Par ces mesures, les autorités témoignent d’une méconnaissance concrète de la réalité du monde. Beaucoup de nos responsables viennent d’écoles franco-françaises et n’ont pas de vision internationale.

Vous vous attendez à ce que le gouvernement revienne sur certaines de ces mesures en 2013 ?

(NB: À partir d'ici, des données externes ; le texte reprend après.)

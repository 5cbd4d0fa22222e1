//! Process-level wiring.
//!
//! `BridgeService` is the context object owned by the entry point. It holds
//! the dispatch worker, the delivery queue and the control endpoint, which
//! share one parameter store, and tears them down in dependency order.

use std::sync::Arc;

use anyhow::{anyhow, Context, Result};

use crate::api::{ApiConfig, ControlHandle, ControlServer};
use crate::channel::FrameChannel;
use crate::config::BridgeConfig;
use crate::delivery::{Collector, DeliveryQueue, DeliveryStats, HttpCollector};
use crate::detect::Detector;
use crate::dispatch::{DispatchControls, DispatchHandle, DispatchLoop, DispatchStats};
use crate::params::ParameterStore;

pub struct BridgeService {
    dispatch: DispatchHandle,
    delivery: DeliveryQueue,
    control: ControlHandle,
}

impl BridgeService {
    /// Start every component with the real HTTP collector.
    pub async fn start(cfg: &BridgeConfig, detector: Box<dyn Detector>) -> Result<Self> {
        let collector = Arc::new(HttpCollector::new(cfg.send_timeout));
        Self::start_with_collector(cfg, detector, collector).await
    }

    /// Start with a caller-supplied collector. Must run inside a tokio runtime.
    pub async fn start_with_collector(
        cfg: &BridgeConfig,
        detector: Box<dyn Detector>,
        collector: Arc<dyn Collector>,
    ) -> Result<Self> {
        let channel = FrameChannel::open(&cfg.shm_dir, cfg.shm_port())
            .context("frame channel is required to run")?;
        log::info!("frame channel bound at {}", channel.path().display());

        if let Some(dir) = &cfg.debug_dir {
            std::fs::create_dir_all(dir)
                .with_context(|| format!("failed to create debug directory {}", dir.display()))?;
            log::info!("debug snapshots enabled: {}", dir.display());
        }

        let store = Arc::new(ParameterStore::new());
        let delivery = DeliveryQueue::start(collector);

        let control = ControlServer::new(
            ApiConfig {
                addr: cfg.api_addr()?.to_string(),
            },
            store.clone(),
        )
        .spawn()
        .await?;
        log::info!("control endpoint listening on {}", control.addr);

        let dispatch = DispatchLoop::new(channel, control.addr.port(), store, detector)
            .with_debug_dir(cfg.debug_dir.clone());
        dispatch.controls().set_sink(Arc::new(delivery.sender()));
        let dispatch = dispatch.spawn()?;

        Ok(Self {
            dispatch,
            delivery,
            control,
        })
    }

    pub fn controls(&self) -> &DispatchControls {
        self.dispatch.controls()
    }

    pub fn control_addr(&self) -> std::net::SocketAddr {
        self.control.addr
    }

    pub fn delivery_stats(&self) -> Arc<DeliveryStats> {
        self.delivery.stats()
    }

    /// Stop accepting updates, stop polling, then drain the in-flight send.
    pub async fn shutdown(self) -> Result<DispatchStats> {
        let Self {
            dispatch,
            delivery,
            control,
        } = self;

        control.stop().await?;

        dispatch.controls().clear_sink();
        let stats = tokio::task::spawn_blocking(move || dispatch.stop())
            .await
            .map_err(|_| anyhow!("dispatch shutdown task panicked"))??;

        delivery.stop().await;
        Ok(stats)
    }
}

Effectivement. Selon moi la situation ne pourra pas perdurer. Des exceptions devront être établies. Pour ce qui est de la transmission d’entreprises, des exceptions d’entreprises devront être conçues auquel cas toutes les transmissions d’entreprises dans l’Hexagone seront bloquées.
Le gouvernement devra aussi réduire la charge du prélèvement obligatoire, réduire le nombre de fonctionnaires pour élargir la marge de manœuvre. Le saut périlleux arrière sera compliqué à faire car cela amènera le gouvernement à se contredire mais il sera inévitable. Le gouvernement est allé trop loin et n’aura d’autre choix que de changer son fusil d’épaule.

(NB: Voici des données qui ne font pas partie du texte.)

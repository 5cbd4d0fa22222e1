use crate::params::{Configuration, ParameterStore};
use anyhow::{anyhow, Result};
use std::collections::HashMap;
use std::net::SocketAddr;
use std::sync::Arc;
use std::time::Duration;
use tokio::io::{AsyncReadExt, AsyncWriteExt};
use tokio::net::{TcpListener, TcpStream};
use tokio::sync::watch;
use tokio::task::JoinHandle;

const MAX_HEADER_BYTES: usize = 8192;
const MAX_BODY_BYTES: usize = 1024 * 1024;
const READ_TIMEOUT: Duration = Duration::from_secs(2);

#[derive(Clone, Debug)]
pub struct ApiConfig {
    pub addr: String,
}

impl Default for ApiConfig {
    fn default() -> Self {
        Self {
            addr: "127.0.0.1:51000".to_string(),
        }
    }
}

#[derive(Debug)]
pub struct ControlHandle {
    pub addr: SocketAddr,
    shutdown: watch::Sender<bool>,
    join: Option<JoinHandle<()>>,
}

impl ControlHandle {
    pub async fn stop(mut self) -> Result<()> {
        let _ = self.shutdown.send(true);
        if let Some(join) = self.join.take() {
            join.await
                .map_err(|_| anyhow!("control endpoint task panicked"))?;
        }
        Ok(())
    }
}

/// Local HTTP endpoint that feeds the parameter store.
pub struct ControlServer {
    cfg: ApiConfig,
    store: Arc<ParameterStore>,
}

impl ControlServer {
    pub fn new(cfg: ApiConfig, store: Arc<ParameterStore>) -> Self {
        Self { cfg, store }
    }

    /// Bind and start accepting. Must be called from within a tokio runtime.
    pub async fn spawn(self) -> Result<ControlHandle> {
        let configured_addr: SocketAddr = self.cfg.addr.parse()?;
        let listener = TcpListener::bind(configured_addr).await?;
        let addr = listener.local_addr()?;
        if configured_addr.ip().is_loopback() && !addr.ip().is_loopback() {
            return Err(anyhow!(
                "control endpoint configured for loopback address '{}', but bound to non-loopback address '{}'",
                configured_addr,
                addr
            ));
        }

        let (shutdown, shutdown_rx) = watch::channel(false);
        let join = tokio::spawn(run_api(listener, self.store, shutdown_rx));
        Ok(ControlHandle {
            addr,
            shutdown,
            join: Some(join),
        })
    }
}

async fn run_api(
    listener: TcpListener,
    store: Arc<ParameterStore>,
    mut shutdown: watch::Receiver<bool>,
) {
    loop {
        let accepted = tokio::select! {
            _ = shutdown.changed() => break,
            accepted = listener.accept() => accepted,
        };
        match accepted {
            Ok((stream, _)) => {
                let store = store.clone();
                tokio::spawn(async move {
                    if let Err(err) = handle_connection(stream, &store).await {
                        log::warn!("control request rejected: {}", err);
                    }
                });
            }
            Err(err) => {
                log::error!("control endpoint accept failed: {}", err);
                tokio::time::sleep(Duration::from_millis(50)).await;
            }
        }
    }
    log::info!("control endpoint stopped");
}

async fn handle_connection(mut stream: TcpStream, store: &ParameterStore) -> Result<()> {
    let peer = stream.peer_addr()?;
    let local = stream.local_addr()?;
    if local.ip().is_loopback() && !peer.ip().is_loopback() {
        write_json_response(&mut stream, 403, r#"{"error":"forbidden"}"#).await?;
        return Ok(());
    }

    let request = tokio::time::timeout(READ_TIMEOUT, read_request(&mut stream))
        .await
        .map_err(|_| anyhow!("request from {} timed out", peer))??;

    match (request.method.as_str(), request.path.as_str()) {
        ("POST", "/SetParameters") => set_parameters(&mut stream, store, &request.body).await,
        ("GET", "/Alive") | ("GET", "/GetLicense") => {
            write_response(&mut stream, 200, "text/plain", b"").await
        }
        _ => write_response(&mut stream, 404, "text/plain", b"Not Found").await,
    }
}

async fn set_parameters(stream: &mut TcpStream, store: &ParameterStore, body: &[u8]) -> Result<()> {
    let config = match Configuration::from_json(body) {
        Ok(config) => config,
        Err(err) => {
            log::warn!("SetParameters rejected: {}", err);
            let payload = serde_json::to_vec(&serde_json::json!({ "error": err.to_string() }))?;
            return write_response(stream, 400, "application/json", &payload).await;
        }
    };

    log::info!(
        "SetParameters received: version={} url={} {}x{} jpg_compress={} groups={}",
        config.version,
        config.analytics_event_api_url,
        config.image_width,
        config.image_height,
        config.jpg_compress,
        config.rois.len()
    );
    for (idx, group) in config.rois.iter().enumerate() {
        log::debug!(
            "roi group {}: sensitivity={} threshold={} points={:?}",
            idx,
            group.sensitivity,
            group.threshold,
            group.rects
        );
    }
    store.set(config);
    write_json_response(stream, 200, r#"{"message":"Parameters set successfully"}"#).await
}

async fn read_request(stream: &mut TcpStream) -> Result<HttpRequest> {
    let mut buf = [0u8; 4096];
    let mut data = Vec::new();
    let header_end = loop {
        if let Some(pos) = data.windows(4).position(|w| w == b"\r\n\r\n") {
            break pos;
        }
        let n = stream.read(&mut buf).await?;
        if n == 0 {
            return Err(anyhow!("connection closed before end of headers"));
        }
        data.extend_from_slice(&buf[..n]);
        if data.len() > MAX_HEADER_BYTES && !data.windows(4).any(|w| w == b"\r\n\r\n") {
            return Err(anyhow!("request headers too large"));
        }
    };

    let (method, path, headers) = parse_head(&data[..header_end])?;

    let content_length = match headers.get("content-length") {
        Some(value) => value
            .parse::<usize>()
            .map_err(|_| anyhow!("invalid content-length '{}'", value))?,
        None => 0,
    };
    if content_length > MAX_BODY_BYTES {
        return Err(anyhow!("request body too large ({} bytes)", content_length));
    }

    let mut body = data.split_off(header_end + 4);
    while body.len() < content_length {
        let n = stream.read(&mut buf).await?;
        if n == 0 {
            return Err(anyhow!(
                "connection closed after {} of {} body bytes",
                body.len(),
                content_length
            ));
        }
        body.extend_from_slice(&buf[..n]);
    }
    body.truncate(content_length);

    Ok(HttpRequest { method, path, body })
}

fn parse_head(head: &[u8]) -> Result<(String, String, HashMap<String, String>)> {
    let text = String::from_utf8_lossy(head);
    let mut lines = text.split("\r\n");
    let request_line = lines.next().ok_or_else(|| anyhow!("empty request"))?;
    let mut parts = request_line.split_whitespace();
    let method = parts.next().ok_or_else(|| anyhow!("missing method"))?;
    let path = parts.next().ok_or_else(|| anyhow!("missing path"))?;
    let mut headers = HashMap::new();
    for line in lines {
        if let Some((k, v)) = line.split_once(':') {
            headers.insert(k.trim().to_lowercase(), v.trim().to_string());
        }
    }
    Ok((method.to_string(), path.to_string(), headers))
}

async fn write_json_response(stream: &mut TcpStream, status: u16, body: &str) -> Result<()> {
    write_response(stream, status, "application/json", body.as_bytes()).await
}

async fn write_response(
    stream: &mut TcpStream,
    status: u16,
    content_type: &str,
    body: &[u8],
) -> Result<()> {
    let status_line = match status {
        200 => "HTTP/1.1 200 OK",
        400 => "HTTP/1.1 400 Bad Request",
        403 => "HTTP/1.1 403 Forbidden",
        404 => "HTTP/1.1 404 Not Found",
        _ => "HTTP/1.1 500 Internal Server Error",
    };
    let header = format!(
        "{status_line}\r\nContent-Type: {content_type}\r\nContent-Length: {len}\r\nConnection: close\r\n\r\n",
        status_line = status_line,
        content_type = content_type,
        len = body.len()
    );
    stream.write_all(header.as_bytes()).await?;
    stream.write_all(body).await?;
    stream.shutdown().await?;
    Ok(())
}

#[derive(Debug)]
struct HttpRequest {
    method: String,
    path: String,
    body: Vec<u8>,
}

Quelle forme devront prendre ces exceptions ?

Ces exceptions pourraient être prévues par secteur ou par taille d’entreprises. Nous pourrions imaginer une fiscalité avantageuse pour les PEA dédiés aux PME créatrices d’emplois. Actuellement, dans les PEA nous avons essentiellement des actions des grandes sociétés.
Une fiscalité favorable pourrait aussi concerner des pans stratégiques de l’économie. Les revenus de capital générés par un investissement dans ces secteurs seraient moins lourdement taxés de manière à renforcer leur compétitivité.
La fiscalité serait alors mise au service d’un projet économique et ne servirait pas uniquement à répondre à l’impératif de redistribution.
Pour ce qui est des niches fiscales, le gouvernement devrait revenir sur l’exception liée aux services à la personne.

Vous anticipez le point de rebroussement en 2013 ?
Oui. L’absence de croissance va creuser le déficit. La bouffée d’oxygène ne pourra provenir que d’une réduction de la fiscalité.